— Problem requirements —
What appears from the first line of the data below through the line containing "let body = retry::send_text(||", both included, should be copied exactly, and nothing else.
++++ Records to process ++++
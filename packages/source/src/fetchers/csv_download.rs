//! CSV export fetcher.
//!
//! Downloads a CSV file with one quarter per row, then maps columns onto
//! the canonical property keys through the source's field mapping. Cell
//! values stay strings in the property bag; the pipeline enricher owns
//! all numeric coercion.

use quarter_map_pipeline::RawRecord;
use quarter_map_source_models::QuarterFieldMapping;

use crate::{SourceError, retry};

/// Fetches and parses all quarter records from a CSV URL.
///
/// # Errors
///
/// Returns [`SourceError`] if the download or CSV parsing fails.
pub async fn fetch(
    client: &reqwest::Client,
    url: &str,
    delimiter: Option<char>,
    fields: &QuarterFieldMapping,
) -> Result<Vec<RawRecord>, SourceError> {
    let body = retry::send_text(|| client.get(url)).await?;
    log::debug!("Downloaded {} bytes from {url}", body.len());

    let records = records_from_csv(&body, delimiter, fields)?;
    log::info!("Parsed {} records from CSV at {url}", records.len());

    Ok(records)
}

/// Parses CSV text into raw records using the field mapping.
///
/// Rows shorter than the header are tolerated (`flexible`); missing
/// cells simply leave their canonical key out of the bag.
///
/// # Errors
///
/// Returns [`SourceError::Csv`] if the header row is unreadable or a
/// row is malformed beyond what flexible parsing tolerates, and
/// [`SourceError::Conversion`] if the mapped id or coordinates column
/// is absent from the header.
pub fn records_from_csv(
    body: &str,
    delimiter: Option<char>,
    fields: &QuarterFieldMapping,
) -> Result<Vec<RawRecord>, SourceError> {
    let delimiter = delimiter.map_or(b',', |c| u8::try_from(c).unwrap_or(b','));

    let mut reader = csv::ReaderBuilder::new()
        .delimiter(delimiter)
        .flexible(true)
        .from_reader(body.as_bytes());

    let headers: Vec<String> = reader
        .headers()?
        .iter()
        .map(|h| h.trim().to_owned())
        .collect();

    let id_idx = column_index(&headers, &fields.id).ok_or_else(|| SourceError::Conversion {
        message: format!("CSV is missing the id column '{}'", fields.id),
    })?;

    let coords_idx = match &fields.coordinates {
        Some(column) => {
            Some(
                column_index(&headers, column).ok_or_else(|| SourceError::Conversion {
                    message: format!("CSV is missing the coordinates column '{column}'"),
                })?,
            )
        }
        None => None,
    };

    let property_indices: Vec<(&str, usize)> = fields
        .properties
        .iter()
        .filter_map(|(canonical, column)| {
            column_index(&headers, column).map(|idx| (canonical.as_str(), idx))
        })
        .collect();

    let mut records = Vec::new();

    for row in reader.records() {
        let row = row?;

        let id = row.get(id_idx).unwrap_or("").trim().to_owned();
        let coordinates = coords_idx
            .and_then(|idx| row.get(idx))
            .unwrap_or("")
            .trim()
            .to_owned();

        let mut properties = serde_json::Map::new();
        for &(canonical, idx) in &property_indices {
            if let Some(value) = row.get(idx) {
                let value = value.trim();
                if !value.is_empty() {
                    properties.insert(
                        canonical.to_owned(),
                        serde_json::Value::String(value.to_owned()),
                    );
                }
            }
        }

        records.push(RawRecord::from_text(id, coordinates, properties));
    }

    Ok(records)
}

/// Finds a column's position in the header row.
fn column_index(headers: &[String], name: &str) -> Option<usize> {
    headers.iter().position(|h| h == name)
}

#[cfg(test)]
mod tests {
    use super::*;
    use std::collections::BTreeMap;

    fn mapping() -> QuarterFieldMapping {
        QuarterFieldMapping {
            id: "id".to_owned(),
            coordinates: Some("boundary".to_owned()),
            properties: BTreeMap::from([
                ("name".to_owned(), "title".to_owned()),
                ("population".to_owned(), "pop".to_owned()),
            ]),
        }
    }

    #[test]
    fn maps_columns_onto_canonical_keys() {
        let body = "id,title,boundary,pop\n7,Old Town,\"1,2;3,4;5,6\",1200\n";
        let records = records_from_csv(body, None, &mapping()).unwrap();
        assert_eq!(records.len(), 1);
        assert_eq!(records[0].id, "7");
        assert_eq!(
            records[0].properties.get("name").and_then(|v| v.as_str()),
            Some("Old Town")
        );
        assert_eq!(
            records[0].properties.get("population").and_then(|v| v.as_str()),
            Some("1200")
        );
    }

    #[test]
    fn empty_cells_stay_out_of_the_bag() {
        let body = "id,title,boundary,pop\n7,,\"1,2;3,4\",\n";
        let records = records_from_csv(body, None, &mapping()).unwrap();
        assert!(records[0].properties.get("name").is_none());
        assert!(records[0].properties.get("population").is_none());
    }

    #[test]
    fn missing_id_column_is_an_error() {
        let body = "key,boundary\n7,\"1,2\"\n";
        let result = records_from_csv(body, None, &mapping());
        assert!(matches!(result, Err(SourceError::Conversion { .. })));
    }

    #[test]
    fn unmapped_columns_are_ignored() {
        let body = "id,title,boundary,pop,osm_server\n7,X,\"1,2\",5,node-3\n";
        let records = records_from_csv(body, None, &mapping()).unwrap();
        assert!(records[0].properties.get("osm_server").is_none());
    }

    #[test]
    fn supports_alternate_delimiters() {
        let body = "id;title;boundary;pop\n7;Old Town;1,2 3,4;900\n";
        let mut fields = mapping();
        fields.coordinates = Some("boundary".to_owned());
        let records = records_from_csv(body, Some(';'), &fields).unwrap();
        assert_eq!(records[0].id, "7");
    }
}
++++
— Result of the task —
filename packages/source/src/fetchers/csv_download.rs
//! CSV export fetcher.
//!
//! Downloads a CSV file with one quarter per row, then maps columns onto
//! the canonical property keys through the source's field mapping. Cell
//! values stay strings in the property bag; the pipeline enricher owns
//! all numeric coercion.

use quarter_map_pipeline::RawRecord;
use quarter_map_source_models::QuarterFieldMapping;

use crate::{SourceError, retry};

/// Fetches and parses all quarter records from a CSV URL.
///
/// # Errors
///
/// Returns [`SourceError`] if the download or CSV parsing fails.
pub async fn fetch(
    client: &reqwest::Client,
    url: &str,
    delimiter: Option<char>,
    fields: &QuarterFieldMapping,
) -> Result<Vec<RawRecord>, SourceError> {
    let body = retry::send_text(|| client.get(url)).await?;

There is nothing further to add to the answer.